//! Resolution of host theme parameters into concrete colors

use crate::host::{ColorScheme, ThemeParams};

const DEFAULT_BG: &str = "#ffffff";
const DEFAULT_TEXT: &str = "#000000";
const DEFAULT_HINT: &str = "#999999";
const DEFAULT_BUTTON: &str = "#4CAF50";
const DEFAULT_BUTTON_TEXT: &str = "#ffffff";
const DEFAULT_SECONDARY_BG: &str = "#f8f9fa";

/// Colors the view is drawn with
#[derive(Debug, Clone, PartialEq, Eq)]
pub struct Theme {
    pub dark: bool,
    pub bg_color: String,
    pub text_color: String,
    pub hint_color: String,
    pub button_color: String,
    pub button_text_color: String,
    pub secondary_bg_color: String,
}

impl Theme {
    /// Fill every missing host parameter with its default
    pub fn resolve(params: Option<&ThemeParams>, scheme: ColorScheme) -> Self {
        let pick = |value: Option<&String>, default: &str| {
            value
                .filter(|v| !v.is_empty())
                .cloned()
                .unwrap_or_else(|| default.to_string())
        };
        let empty = ThemeParams::default();
        let params = params.unwrap_or(&empty);

        Self {
            dark: scheme == ColorScheme::Dark,
            bg_color: pick(params.bg_color.as_ref(), DEFAULT_BG),
            text_color: pick(params.text_color.as_ref(), DEFAULT_TEXT),
            hint_color: pick(params.hint_color.as_ref(), DEFAULT_HINT),
            button_color: pick(params.button_color.as_ref(), DEFAULT_BUTTON),
            button_text_color: pick(params.button_text_color.as_ref(), DEFAULT_BUTTON_TEXT),
            secondary_bg_color: pick(params.secondary_bg_color.as_ref(), DEFAULT_SECONDARY_BG),
        }
    }
}

impl Default for Theme {
    fn default() -> Self {
        Self::resolve(None, ColorScheme::Light)
    }
}

/// Parse `#rrggbb` (or `#rgb`) into its components
pub fn parse_hex(color: &str) -> Option<(u8, u8, u8)> {
    let hex = color.strip_prefix('#')?;
    match hex.len() {
        6 => {
            let r = u8::from_str_radix(hex.get(0..2)?, 16).ok()?;
            let g = u8::from_str_radix(hex.get(2..4)?, 16).ok()?;
            let b = u8::from_str_radix(hex.get(4..6)?, 16).ok()?;
            Some((r, g, b))
        }
        3 => {
            let mut parts = hex.chars().map(|c| c.to_digit(16).map(|d| (d * 17) as u8));
            Some((parts.next()??, parts.next()??, parts.next()??))
        }
        _ => None,
    }
}
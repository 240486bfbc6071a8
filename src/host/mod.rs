//! Host environment: the platform services the form runs inside

mod terminal;
mod traits;

pub use terminal::TerminalHost;
pub use traits::{ColorScheme, HostEnvironment, HostUser, ThemeParams};

#[cfg(test)]
pub use traits::MockHostEnvironment;
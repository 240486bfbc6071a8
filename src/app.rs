//! Terminal preview application: routes key presses to the form controller

use crate::bindings::FormEvent;
use crate::config::FormConfig;
use crate::controller::FormController;
use crate::host::{HostEnvironment, TerminalHost};
use crate::platform::SUBMIT_MODIFIER;
use crate::state::{FieldKind, Form, FormButton, FormField};
use crate::ui::FormView;
use anyhow::Result;
use crossterm::event::{KeyCode, KeyEvent, KeyModifiers};
use ratatui::{backend::Backend, Terminal};

/// Main application struct
pub struct App<B: Backend + Send> {
    pub controller: FormController<TerminalHost<B>>,
}

impl<B: Backend + Send> App<B> {
    /// Create the host on top of `terminal` and bring the form up
    pub fn new(terminal: Terminal<B>, config: FormConfig) -> Result<Self> {
        let host = TerminalHost::new(terminal, &config);
        let mut controller = FormController::new(host, config);
        controller.init()?;
        Ok(Self { controller })
    }

    pub fn draw(&self) -> Result<()> {
        self.controller
            .host()
            .render(FormView::capture(&self.controller))
    }

    /// Check if app should quit
    pub fn should_quit(&self) -> bool {
        self.controller.host().is_closed()
    }

    /// Terminal resizes play the role of orientation changes
    pub async fn handle_resize(&mut self) {
        self.controller.dispatch(FormEvent::OrientationChanged).await;
    }

    pub async fn handle_key(&mut self, key: KeyEvent) -> Result<()> {
        if key.modifiers.contains(KeyModifiers::CONTROL) && key.code == KeyCode::Char('c') {
            self.leave().await;
            return Ok(());
        }

        let on_actions = self.controller.form().is_buttons_row_active();

        match key.code {
            KeyCode::Char('s')
                if key
                    .modifiers
                    .intersects(SUBMIT_MODIFIER | KeyModifiers::CONTROL) =>
            {
                // The main button only reacts while the host shows it
                if self.controller.host().main_button().visible {
                    self.controller.dispatch(FormEvent::MainButtonClicked).await;
                }
            }
            KeyCode::Esc => self.controller.dispatch(FormEvent::CancelClicked).await,
            KeyCode::Tab | KeyCode::Down => {
                self.blur_active().await;
                self.controller.form_mut().next_field();
            }
            KeyCode::BackTab | KeyCode::Up => {
                self.blur_active().await;
                self.controller.form_mut().prev_field();
            }
            // Actions row
            KeyCode::Left | KeyCode::Right if on_actions => {
                let form = self.controller.form_mut();
                form.selected_button = form.selected_button.toggle();
            }
            KeyCode::Enter if on_actions => {
                let event = match self.controller.form().selected_button {
                    FormButton::Submit => FormEvent::SubmitClicked,
                    FormButton::Cancel => FormEvent::CancelClicked,
                };
                self.controller.dispatch(event).await;
            }
            // Field editing
            KeyCode::Left => self.edit_active(FormField::prev_choice).await,
            KeyCode::Right => self.edit_active(FormField::next_choice).await,
            KeyCode::Backspace => self.edit_active(FormField::pop_char).await,
            KeyCode::Enter => {
                let multiline = self
                    .controller
                    .form()
                    .get_field(self.controller.form().active_field())
                    .is_some_and(|f| f.kind == FieldKind::Multiline);
                if multiline {
                    self.edit_active(|f| f.push_char('\n')).await;
                } else {
                    self.blur_active().await;
                    self.controller.form_mut().next_field();
                }
            }
            KeyCode::Char(c) => self.edit_active(|f| f.push_char(c)).await,
            _ => {}
        }
        Ok(())
    }

    /// Apply an edit to a copy of the focused field and dispatch it as input
    async fn edit_active(&mut self, edit: impl FnOnce(&mut FormField)) {
        let form = self.controller.form();
        let Some(mut field) = form.get_field(form.active_field()).cloned() else {
            return;
        };
        let before = field.value.clone();
        edit(&mut field);
        if field.value != before {
            self.controller
                .dispatch(FormEvent::Input {
                    field: field.id,
                    value: field.value,
                })
                .await;
        }
    }

    async fn blur_active(&mut self) {
        if let Some(id) = self.controller.form().active_field_id() {
            self.controller.dispatch(FormEvent::Blur(id)).await;
        }
    }

    async fn leave(&mut self) {
        let host = self.controller.host();
        if host.closing_confirmation_enabled() {
            self.controller.dispatch(FormEvent::NavigateAway).await;
        } else {
            host.close();
        }
    }
}

#[cfg(test)]
mod tests {
    use super::*;
    use crate::state::FieldId;
    use ratatui::backend::TestBackend;

    fn app() -> App<TestBackend> {
        let terminal = Terminal::new(TestBackend::new(80, 30)).unwrap();
        App::new(terminal, FormConfig::default()).unwrap()
    }

    fn key(code: KeyCode) -> KeyEvent {
        KeyEvent::new(code, KeyModifiers::NONE)
    }

    async fn type_text(app: &mut App<TestBackend>, text: &str) {
        for c in text.chars() {
            app.handle_key(key(KeyCode::Char(c))).await.unwrap();
        }
    }

    #[tokio::test]
    async fn test_new_initializes_host() {
        let app = app();
        let host = app.controller.host();
        assert!(host.is_expanded());
        assert!(host.closing_confirmation_enabled());
        assert_eq!(host.main_button().text, "Отправить заявку");
        assert!(!host.main_button().visible);
        assert!(!app.should_quit());
    }

    #[tokio::test]
    async fn test_typing_fills_active_field() {
        let mut app = app();
        type_text(&mut app, "Анна").await;
        assert_eq!(app.controller.form().value(FieldId::Name), "Анна");

        app.handle_key(key(KeyCode::Backspace)).await.unwrap();
        assert_eq!(app.controller.form().value(FieldId::Name), "Анн");
    }

    #[tokio::test]
    async fn test_phone_is_formatted_while_typing() {
        let mut app = app();
        app.handle_key(key(KeyCode::Tab)).await.unwrap();
        type_text(&mut app, "89991234567").await;
        assert_eq!(
            app.controller.form().value(FieldId::Phone),
            "+7 (999) 123-45-67"
        );
    }

    #[tokio::test]
    async fn test_backspace_clears_masked_phone() {
        let mut app = app();
        app.handle_key(key(KeyCode::Tab)).await.unwrap();
        type_text(&mut app, "8").await;
        assert_eq!(app.controller.form().value(FieldId::Phone), "+7 () --");

        app.handle_key(key(KeyCode::Backspace)).await.unwrap();
        assert_eq!(app.controller.form().value(FieldId::Phone), "");
    }

    #[tokio::test]
    async fn test_backspace_walks_back_through_phone_digits() {
        let mut app = app();
        app.handle_key(key(KeyCode::Tab)).await.unwrap();
        type_text(&mut app, "8999123456").await;
        assert_eq!(
            app.controller.form().value(FieldId::Phone),
            "+7 (999) 123-45-6"
        );

        app.handle_key(key(KeyCode::Backspace)).await.unwrap();
        assert_eq!(
            app.controller.form().value(FieldId::Phone),
            "+7 (999) 123-45-"
        );
        app.handle_key(key(KeyCode::Backspace)).await.unwrap();
        assert_eq!(
            app.controller.form().value(FieldId::Phone),
            "+7 (999) 123-4-"
        );

        for _ in 0..20 {
            app.handle_key(key(KeyCode::Backspace)).await.unwrap();
        }
        assert_eq!(app.controller.form().value(FieldId::Phone), "");
        assert!(!app.controller.form().has_data());
    }

    #[tokio::test]
    async fn test_leaving_empty_field_flags_it() {
        let mut app = app();
        app.handle_key(key(KeyCode::Tab)).await.unwrap();
        assert!(app.controller.form().field(FieldId::Name).shows_error());
        assert_eq!(app.controller.form().active_field_id(), Some(FieldId::Phone));
    }

    #[tokio::test]
    async fn test_choice_field_cycles_with_arrows() {
        let mut app = app();
        app.controller.form_mut().set_active_field(3); // pet_type
        app.handle_key(key(KeyCode::Right)).await.unwrap();
        assert_eq!(app.controller.form().value(FieldId::PetType), "cat");
        app.handle_key(key(KeyCode::Left)).await.unwrap();
        assert_eq!(app.controller.form().value(FieldId::PetType), "");
    }

    #[tokio::test]
    async fn test_enter_in_multiline_adds_newline() {
        let mut app = app();
        app.controller.form_mut().set_active_field(6); // problem
        type_text(&mut app, "a").await;
        app.handle_key(key(KeyCode::Enter)).await.unwrap();
        type_text(&mut app, "b").await;
        assert_eq!(app.controller.form().value(FieldId::Problem), "a\nb");
    }

    #[tokio::test]
    async fn test_main_button_follows_required_fields() {
        let mut app = app();
        type_text(&mut app, "Анна").await;
        app.handle_key(key(KeyCode::Tab)).await.unwrap();
        type_text(&mut app, "123").await;
        app.handle_key(key(KeyCode::Tab)).await.unwrap();
        type_text(&mut app, "Тверская 1").await;
        assert!(!app.controller.host().main_button().visible);

        app.controller.form_mut().set_active_field(6);
        type_text(&mut app, "x").await;
        // Phone is malformed, yet every required field has text
        assert!(app.controller.host().main_button().visible);
    }

    #[tokio::test]
    async fn test_hidden_main_button_ignores_shortcut() {
        let mut app = app();
        app.handle_key(KeyEvent::new(KeyCode::Char('s'), SUBMIT_MODIFIER))
            .await
            .unwrap();
        assert!(app.controller.host().take_outbox().is_empty());
        assert!(!app.should_quit());
    }

    #[tokio::test]
    async fn test_actions_row_toggles_buttons() {
        let mut app = app();
        app.handle_key(key(KeyCode::BackTab)).await.unwrap();
        assert!(app.controller.form().is_buttons_row_active());
        app.handle_key(key(KeyCode::Right)).await.unwrap();
        assert_eq!(app.controller.form().selected_button, FormButton::Cancel);
    }

    #[tokio::test]
    async fn test_ctrl_c_on_empty_form_quits() {
        let mut app = app();
        app.handle_key(KeyEvent::new(KeyCode::Char('c'), KeyModifiers::CONTROL))
            .await
            .unwrap();
        assert!(app.should_quit());
    }
}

- [EXERCISE PROMPT]
Please copy each line of the records above that holds the word "dark".

- [TASK OUTPUT]
    pub dark: bool,
            dark: scheme == ColorScheme::Dark,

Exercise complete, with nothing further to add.